The week I decided to move to Los Angeles, I read a book of poetry by a woman who had lived there for four years, hated it, left it for New York, and couldn’t stop writing poems about it.
It seemed fitting. Except Becca Klaver came “back East,” leaving Los Angeles, whereas I’m about to set up shop there.
In L.A. Liminal, she examines Los Angeles with frenetic yet focused obsession. The volume opens with a poem deliciously titled, “The Mexico it would take,” in which the speaker warns the reader up front that her memory is not to be trusted: “I’ve treated it with so many mythovarnish coats by now.” If confronted with an alternate interpretation, “I would listen closely to your fiction,” she concedes, “I would drink it in.” The memory of Los Angeles becomes a box that “shook and whirled and edged along the sand, heave-ho-ing clothesdryer,” exactly what the book is about to do to the reader.
If there were a literary version of the film Los Angeles Plays Itself, Klaver’s book could find a place alongside Nathaniel West, Raymond Chandler and Francesca Lia Block. Los Angeles becomes a character in these poems, as much a character as the young liminal speaker, the off-again/on-again lover, and the “friends of the moment.” Klaver attacks the “glitzy-glatz” metropolis from all sides, from all tenses, but never reaches a center, only sprawl. Los Angeles appears in her dreams as an IMAX documentary and a post-nuclear apocalypse prom; it’s Persephone’s underworld, it’s a “monomyth,” a fairy tale gone absurdist. She quotes Baudrillard, naming L.A. as “a town of fabulous proportions, but without space or dimensions,” then imagines how the city would be described in a textbook from Saturn.

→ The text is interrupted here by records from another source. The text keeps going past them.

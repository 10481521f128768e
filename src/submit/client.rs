use serde::Serialize;

use crate::model::RegistrationInput;

use super::error::SubmitError;

/// Default registration endpoint.
pub const DEFAULT_ENDPOINT: &str = "http://localhost:5000/register";

/// Discriminator identifying this form variant to the shared backend.
pub const FORM_TYPE: &str = "french";

/// JSON body POSTed to the registration endpoint.
#[derive(Debug, Serialize)]
#[serde(rename_all = "camelCase")]
pub(crate) struct RegistrationPayload<'a> {
    name: &'a str,
    email: &'a str,
    phone: &'a str,
    gender: &'a str,
    current_city: &'a str,
    form_type: &'static str,
}

pub(crate) fn payload(input: &RegistrationInput) -> RegistrationPayload<'_> {
    RegistrationPayload {
        name: &input.name,
        email: &input.email,
        phone: &input.phone,
        // The controller validates before posting; an unset gender can only
        // appear if `post` is called directly and serializes as empty.
        gender: input.gender.map(|g| g.as_str()).unwrap_or_default(),
        current_city: &input.current_city,
        form_type: FORM_TYPE,
    }
}

/// HTTP client for the registration endpoint.
#[derive(Debug, Clone)]
pub struct RegistrationClient {
    http: reqwest::Client,
    endpoint: String,
}

impl RegistrationClient {
    /// Creates a client posting to the given endpoint URL.
    pub fn new(endpoint: impl Into<String>) -> Self {
        Self {
            http: reqwest::Client::new(),
            endpoint: endpoint.into(),
        }
    }

    /// Returns the endpoint URL this client posts to.
    pub fn endpoint(&self) -> &str {
        &self.endpoint
    }

    /// POSTs the registration as JSON. Any 2xx status is success; the
    /// response body is ignored.
    pub async fn post(&self, input: &RegistrationInput) -> Result<(), SubmitError> {
        let response = self
            .http
            .post(&self.endpoint)
            .json(&payload(input))
            .send()
            .await?;

        let status = response.status();
        if status.is_success() {
            Ok(())
        } else {
            Err(SubmitError::Status(status))
        }
    }
}

impl Default for RegistrationClient {
    fn default() -> Self {
        Self::new(DEFAULT_ENDPOINT)
    }
}
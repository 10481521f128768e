//! Reusable TUI widgets.

pub mod form;
pub mod modal;

pub use form::{Form, FormField, draw_form};
pub use modal::{CONFIRMATION_MESSAGE, draw_modal};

The poems themselves have fabulous proportions, borrowing from formalism one moment (she manages a kickass sestina–eat your heart out, Elizabeth Bishop) and asserting their own unpunctuated enjambed freeverse the next. I personally was more drawn to the lyrical shortlined poems than to the talky narratives, but there is a compelling untitled prose poem threading through the book. The work is a pop culture goldmine (or landfill? Klaver claims both), chock full of nods to Lynch, Didion, Warhol, Arrested Development, and Buffy Summers. By the time I found the Neko Case epigraph, I was hooked.
Places stick inside us perhaps just as much, or more, than people do. Like lovers, they become symbols that represent our past and/or future selves, as they give sensual definition to our identities. Klaver’s speaker has not left Los Angeles unchanged; it crept under her skin– “you bet paradise haunts me,” she admits in the closing poem. Klaver is well aware of the cliché pioneer story in which the East Coast transplants conquer and rebuild the West. In L.A. Liminal, it is the speaker who is rebuilt, who is tossed a broken mirror that both enchants and repulses her enough to escape the city, but dwell on it in poem after poem. Steeped in the dominant cultural narrative, her work reads like the self-conscious cautionary tale of a woman who failed Manifest Destiny.
This is not exactly the California of white fantasy: “I woke from the dream where the West became innocuous . . . Gave up the dream of writing myself into a scene to be remembered by.” Klaver wrestles with what L.A. means, never quite landing on an answer, like an ex-lover who’s denied her post-mortem. The title poem warns us that “once you split your self, you do not get whole again.” The koan of a bicoastal upwardly mobile woman in her 20s, for sure. There is loss in what the speaker has gained, which makes her, like this collection, fragmented, multiplicitous and shining.